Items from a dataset

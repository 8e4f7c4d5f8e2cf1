//! Map a reconstructed trajectory into the arm's reachable envelope.
//!
//! The trajectory's own extent is stretched to fill each axis interval, the mean
//! is moved onto the workspace center, then every coordinate is hard-clamped.
//! Clamping after recentering can cut off part of a lopsided trajectory; the
//! clamp counts are reported and logged instead of re-normalizing.

use log::warn;
use ndarray::{Array1, Axis};
use serde::Serialize;

use crate::config::WorkspaceBounds;
use crate::error::ReconstructError;
use crate::types::{AxisSeries, AXIS_COUNT, AXIS_NAMES};

/// Normalized value used on an axis whose samples are all equal.
pub const DEGENERATE_NORMALIZED: f64 = 0.5;

/// What the mapper had to adjust.
#[derive(Clone, Debug, Default, PartialEq, Serialize)]
pub struct MappingReport {
    /// Coordinates pulled back inside the bounds, per axis.
    pub clamped: [usize; AXIS_COUNT],
    /// Axes with zero range (min == max), normalized to 0.5.
    pub degenerate_axes: Vec<&'static str>,
}

impl MappingReport {
    pub fn total_clamped(&self) -> usize {
        self.clamped.iter().sum()
    }

    /// Degenerate axes as recoverable errors, for callers collecting warnings.
    pub fn degeneracies(&self, samples: usize) -> Vec<ReconstructError> {
        self.degenerate_axes
            .iter()
            .map(|axis| ReconstructError::NumericDegeneracy {
                axis: *axis,
                samples,
            })
            .collect()
    }
}

/// Per-axis `[0, 1]` normalization over the whole sequence.
///
/// An axis with `max == min` maps every value to exactly 0.5.
pub fn normalize_axis(column: &mut Array1<f64>) -> bool {
    let min = column.iter().copied().fold(f64::INFINITY, f64::min);
    let max = column.iter().copied().fold(f64::NEG_INFINITY, f64::max);

    if max == min {
        column.fill(DEGENERATE_NORMALIZED);
        return true;
    }
    let range = max - min;
    column.mapv_inplace(|v| (v - min) / range);
    false
}

pub struct WorkspaceMapper {
    bounds: WorkspaceBounds,
}

impl WorkspaceMapper {
    pub fn new(bounds: WorkspaceBounds) -> Self {
        Self { bounds }
    }

    pub fn bounds(&self) -> &WorkspaceBounds {
        &self.bounds
    }

    /// Normalize, rescale, recenter and clamp an (m, 3) trajectory.
    pub fn map(&self, positions: &AxisSeries) -> (AxisSeries, MappingReport) {
        let mut mapped = positions.clone();
        let mut report = MappingReport::default();
        if positions.nrows() == 0 {
            return (mapped, report);
        }

        let ranges = self.bounds.ranges();
        let centers = self.bounds.centers();

        for (axis, mut column) in mapped.axis_iter_mut(Axis(1)).enumerate() {
            let range = ranges[axis];
            let mut values = column.to_owned();

            if normalize_axis(&mut values) {
                report.degenerate_axes.push(AXIS_NAMES[axis]);
            }

            values.mapv_inplace(|n| n * range.span() + range.min);

            let mean = values.mean().unwrap_or(0.0);
            values.mapv_inplace(|v| centers[axis] + (v - mean));

            for v in values.iter_mut() {
                let clamped = v.clamp(range.min, range.max);
                if clamped != *v {
                    report.clamped[axis] += 1;
                }
                *v = clamped;
            }
            column.assign(&values);
        }

        if report.total_clamped() > 0 {
            warn!(
                "Trajectory exceeded workspace after recentering; clamped x={} y={} z={} of {} poses",
                report.clamped[0],
                report.clamped[1],
                report.clamped[2],
                positions.nrows()
            );
        }
        (mapped, report)
    }
}
use log::debug;

use crate::types::{Sample, Vec3};

/// Device frame reports (y, -x, z); the arm expects (x, y, z).
#[inline]
pub fn reorder(v: Vec3) -> Vec3 {
    Vec3::new(-v.y, v.x, v.z)
}

/// Reorder gyro and accel of every sample in place. Missing channels stay missing.
pub fn reorder_samples(samples: &mut [Sample]) {
    for sample in samples.iter_mut() {
        sample.gyro = sample.gyro.map(reorder);
        sample.accel = sample.accel.map(reorder);
    }
    debug!("Reordered axes of {} samples", samples.len());
}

> Aim of the task
What lines above contain the word "mapped"? Return each such line.

> Response to this exercise
        let mut mapped = positions.clone();
            return (mapped, report);
        for (axis, mut column) in mapped.axis_iter_mut(Axis(1)).enumerate() {
        (mapped, report)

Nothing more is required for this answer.